__Problem__
Whenever a line of the entries below holds the string "async", copy that line and return it.

__Records shown__
use axum::{extract::State, Extension, Json};
use pharmacrawl_scraper::{CrawlStatus, Target};
use serde::Serialize;

use crate::middleware::RequestId;
use crate::runner::{start_crawl as begin_run, StartError};

use super::{ApiError, ApiResponse, AppState, ResponseMeta};

#[derive(Debug, Serialize)]
#[serde(rename_all = "camelCase")]
pub(super) struct CrawlStarted {
    message: String,
    total_targets: usize,
    targets: Vec<Target>,
}

pub(super) async fn start_crawl(
    State(state): State<AppState>,
    Extension(req_id): Extension<RequestId>,
) -> Result<Json<ApiResponse<CrawlStarted>>, ApiError> {
    match begin_run(&state).await {
        Ok(targets) => Ok(Json(ApiResponse {
            data: CrawlStarted {
                message: "Crawl started".to_string(),
                total_targets: targets.len(),
                targets,
            },
            meta: ResponseMeta::new(req_id.0),
        })),
        Err(StartError::AlreadyRunning) => Err(ApiError::new(
            req_id.0,
            "conflict",
            "a crawl is already running",
        )),
        Err(StartError::Setup(e)) => Err(ApiError::new(
            req_id.0,
            "setup_failure",
            format!("could not start crawl: {e}"),
        )),
        Err(e @ StartError::Interrupted) => Err(ApiError::new(
            req_id.0,
            "internal_error",
            e.to_string(),
        )),
    }
}

/// The status document is served bare, without the response envelope, so
/// pollers read `isRunning` and `progress` at the top level.
pub(super) async fn crawl_status(State(state): State<AppState>) -> Json<CrawlStatus> {
    Json(state.status.snapshot())
}
use serde::Serialize;
use thiserror::Error;

/// Why a single target did not produce records.
#[derive(Debug, Clone, Copy, PartialEq, Eq, Hash, Serialize)]
#[serde(rename_all = "snake_case")]
pub enum FetchErrorKind {
    /// Navigation did not complete within the configured timeout.
    NavigationTimeout,
    /// The interstitial never cleared. Recorded as a warning; the fetch goes on.
    ChallengeTimeout,
    /// The origin served an explicit block page.
    BlockedByOrigin,
    /// The document parsed but held no usable product.
    ExtractionEmpty,
    /// Connection-level failure reported by the browser.
    Network,
    /// Any other browser or protocol failure.
    Browser,
    /// The run was cancelled while this target was in flight.
    Cancelled,
}

impl FetchErrorKind {
    #[must_use]
    pub fn as_str(self) -> &'static str {
        match self {
            FetchErrorKind::NavigationTimeout => "navigation_timeout",
            FetchErrorKind::ChallengeTimeout => "challenge_timeout",
            FetchErrorKind::BlockedByOrigin => "blocked_by_origin",
            FetchErrorKind::ExtractionEmpty => "extraction_empty",
            FetchErrorKind::Network => "network",
            FetchErrorKind::Browser => "browser",
            FetchErrorKind::Cancelled => "cancelled",
        }
    }
}

impl std::fmt::Display for FetchErrorKind {
    fn fmt(&self, f: &mut std::fmt::Formatter<'_>) -> std::fmt::Result {
        f.write_str(self.as_str())
    }
}

/// Per-target failure. Caught at the target boundary and turned into a
/// manifest entry; never aborts a run.
#[derive(Debug, Clone, Error)]
#[error("{kind} on {target}: {message}")]
pub struct FetchError {
    pub kind: FetchErrorKind,
    /// `Target::describe()` of the failing target.
    pub target: String,
    pub message: String,
}

impl FetchError {
    pub fn new(kind: FetchErrorKind, target: impl Into<String>, message: impl Into<String>) -> Self {
        Self {
            kind,
            target: target.into(),
            message: message.into(),
        }
    }

    pub fn cancelled(target: impl Into<String>) -> Self {
        Self::new(FetchErrorKind::Cancelled, target, "run cancelled")
    }
}

/// Run-level failure: the only errors that escape `Crawler::run`.
#[derive(Debug, Error)]
pub enum ScraperError {
    #[error("browser setup failed: {0}")]
    SetupFailure(String),
}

__Output below__
pub(super) async fn start_crawl(
pub(super) async fn crawl_status(State(state): State<AppState>) -> Json<CrawlStatus> {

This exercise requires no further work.